A meio da sua demanda pelo
ascetismo, despojamento e caridade, o ostracizado padre Nazário (Francisco
Rabal), sentado entre a suicida e meia-louca Beatriz (Marga López) e a
prostituta e assassina Andara (Rita Macedo), suas devotas seguidoras, vai deixando
passear um caracol na sua mão enquanto afirma que as ama de igual modo. Em
claro modo casto mas que a sociedade e a igreja, atavicamente preconceituosas,
não compreendem ou admitem.
Em muitos textos se refere
que a peregrinação daquele homem entre mendigos, prostitutas, doentes, operários,
prisioneiros ou sacerdotes, se aproxima da vida de Cristo ou do delírio de Dom
Quixote.
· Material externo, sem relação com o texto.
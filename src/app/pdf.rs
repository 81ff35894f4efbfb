use super::App;
use crate::config::FontSpec;
use crate::sheet::SheetLine;
use printpdf::*;
use std::fs;
use std::path::PathBuf;

const MM_PER_PT: f32 = 0.352_778;

impl App {
    /// Export the current worksheet to a paginated PDF.
    pub fn export_pdf(&self, path: Option<PathBuf>) -> Result<String, String> {
        if self.sheet.is_empty() {
            return Err("Nothing to export".to_string());
        }

        let pdf_path = path.unwrap_or_else(|| self.default_pdf_path());
        let font = self.settings.font();

        let mut doc = PdfDocument::new("Handwriting Worksheet");

        // A4 portrait
        let page_width = Mm(210.0);
        let page_height = Mm(297.0);
        let margin_left = Mm(20.0);
        let margin_top = Mm(20.0);

        let row_advance = Mm(font.advance_pt() * MM_PER_PT);
        // A text row sits tighter on its rule rows than rule rows on each other
        let text_advance = Mm((font.advance_pt() - font.tighten_pt) * MM_PER_PT);

        // Ink grey from darkness: 100 is full black
        let level = 1.0 - f32::from(self.settings.darkness) / 100.0;
        let ink = Color::Rgb(Rgb::new(level, level, level, None));
        let rule_grey = Color::Rgb(Rgb::new(0.78, 0.78, 0.78, None));
        let rule_text = "_".repeat(self.settings.max_characters);

        let mut all_pages: Vec<PdfPage> = Vec::new();
        let mut current_page_ops: Vec<Op> = Vec::new();
        let mut current_y = page_height - margin_top;

        for row in &self.sheet {
            if current_y < Mm(30.0) {
                let page = PdfPage::new(page_width, page_height, current_page_ops.clone());
                all_pages.push(page);
                current_page_ops.clear();
                current_y = page_height - margin_top;
            }

            match row {
                SheetLine::Text(line) => {
                    if !line.is_empty() {
                        write_row(
                            &mut current_page_ops,
                            font,
                            &ink,
                            Point::new(margin_left, current_y),
                            spaced_items(line, self.settings.word_spacing, font),
                        );
                    }
                    current_y = current_y - text_advance;
                }
                SheetLine::Blank => {
                    write_row(
                        &mut current_page_ops,
                        font,
                        &rule_grey,
                        Point::new(margin_left, current_y),
                        vec![TextItem::Text(rule_text.clone())],
                    );
                    current_y = current_y - row_advance;
                }
            }
        }

        if !current_page_ops.is_empty() {
            let page = PdfPage::new(page_width, page_height, current_page_ops);
            all_pages.push(page);
        }

        let mut _warnings = Vec::new();
        let pdf_bytes = doc
            .with_pages(all_pages)
            .save(&PdfSaveOptions::default(), &mut _warnings);

        fs::write(&pdf_path, pdf_bytes)
            .map_err(|e| format!("Failed to write PDF file: {}", e))?;

        Ok(pdf_path.to_string_lossy().to_string())
    }

    fn default_pdf_path(&self) -> PathBuf {
        if let Some(current_path) = &self.file_path {
            current_path.with_extension("pdf")
        } else {
            let stamp = chrono::Local::now().format("%Y%m%d");
            PathBuf::from(format!("worksheet-{}.pdf", stamp))
        }
    }
}

fn write_row(ops: &mut Vec<Op>, font: &FontSpec, color: &Color, pos: Point, items: Vec<TextItem>) {
    ops.push(Op::SaveGraphicsState);
    ops.push(Op::StartTextSection);
    ops.push(Op::SetTextCursor { pos });
    ops.push(Op::SetFontSizeBuiltinFont {
        size: Pt(font.size_pt),
        font: font.builtin.clone(),
    });
    ops.push(Op::SetFillColor { col: color.clone() });
    ops.push(Op::WriteTextBuiltinFont {
        items,
        font: font.builtin.clone(),
    });
    ops.push(Op::EndTextSection);
    ops.push(Op::RestoreGraphicsState);
}

/// Build the text items for one line, widening the gap after each space by
/// the word-spacing setting. TJ offsets count thousandths of the font size;
/// negative values push the following glyphs right.
fn spaced_items(line: &str, word_spacing: usize, font: &FontSpec) -> Vec<TextItem> {
    let extra_pt = word_spacing as f32 * 0.75; // CSS px at 96dpi to pt
    if word_spacing == 0 {
        return vec![TextItem::Text(line.to_string())];
    }
    let offset = -(extra_pt * 1000.0 / font.size_pt);

    let words: Vec<&str> = line.split(' ').collect();
    let mut items = Vec::with_capacity(words.len() * 2);
    for (i, word) in words.iter().enumerate() {
        if i + 1 < words.len() {
            items.push(TextItem::Text(format!("{} ", word)));
            items.push(TextItem::Offset(offset));
        } else {
            items.push(TextItem::Text((*word).to_string()));
        }
    }
    items
}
Acrescento que também poderá ser comparado a São Francisco.
Todas as questões levantadas
neste filme são essenciais e colocam a dúvida sobre cada acto, a consciência em
cada tomada de decisão: as perguntas da refugiada febril Andara são justas mas
nós não escutamos as respostas; o ícone de Cristo na igreja ri com escárnio de
Nazário; Andara coloca Santo António na fogueira mas salva o Menino Jesus; na
aldeia pestilenta a moribunda rejeita o amor de Cristo e roga pelo amor do seu
companheiro; o anão ama Andara mas comporta-se como traidor; na prisão, o
ladrão afirma que tanto ele, do lado mau, como o padre Nazário, do lado bom,
não chegarão a lado nenhum…
Não existe filme mais
cristão e menos apostólico romano. Toda a dúvida está contida na mente humana,
mesmo a de um crente, mesmo em Cristo que pergunta no final por que terá sido
abandonado, por isso, aqui, Nazário-Cristo recusa mas por fim aceita a piedosa
oferta de uma fruta enquanto ouve os tambores da morte e caminha exausto em
direcção ao castigo.
Um filme que precisa ser
visto muitas vezes para ser compreendido muitas vezes.
jef,
julho 2019
«Nazarín» de Luis Buñuel. Com Francisco
Rabal, Marga López, Rita Macedo, Ignacio López Tarso, Ofelia Guilmáin, Luis
Aceves Castañeda, Noé Murayama, Rosenda Monteros, Jesús Fernández, Aurora
Molina, Pilar Pellicer, Antonio Bravo, Edmundo Barbero, Raúl Dantés, Ada
Carranco, David Reynoso. Argumento: Luis Buñuel, Julio Alejandro, Emilio
Carballido, baseado no romance homónimo de Benito Pérez Galdós. Fotografia: Gabriel
Figueroa; Música: Macedio Alcalá (tema ‘Dios nunca Muere’ (órgão)) e tambores
de Calanda. Produção: Manuel Barbachano Ponte. 1958, México, P/B, 94 min.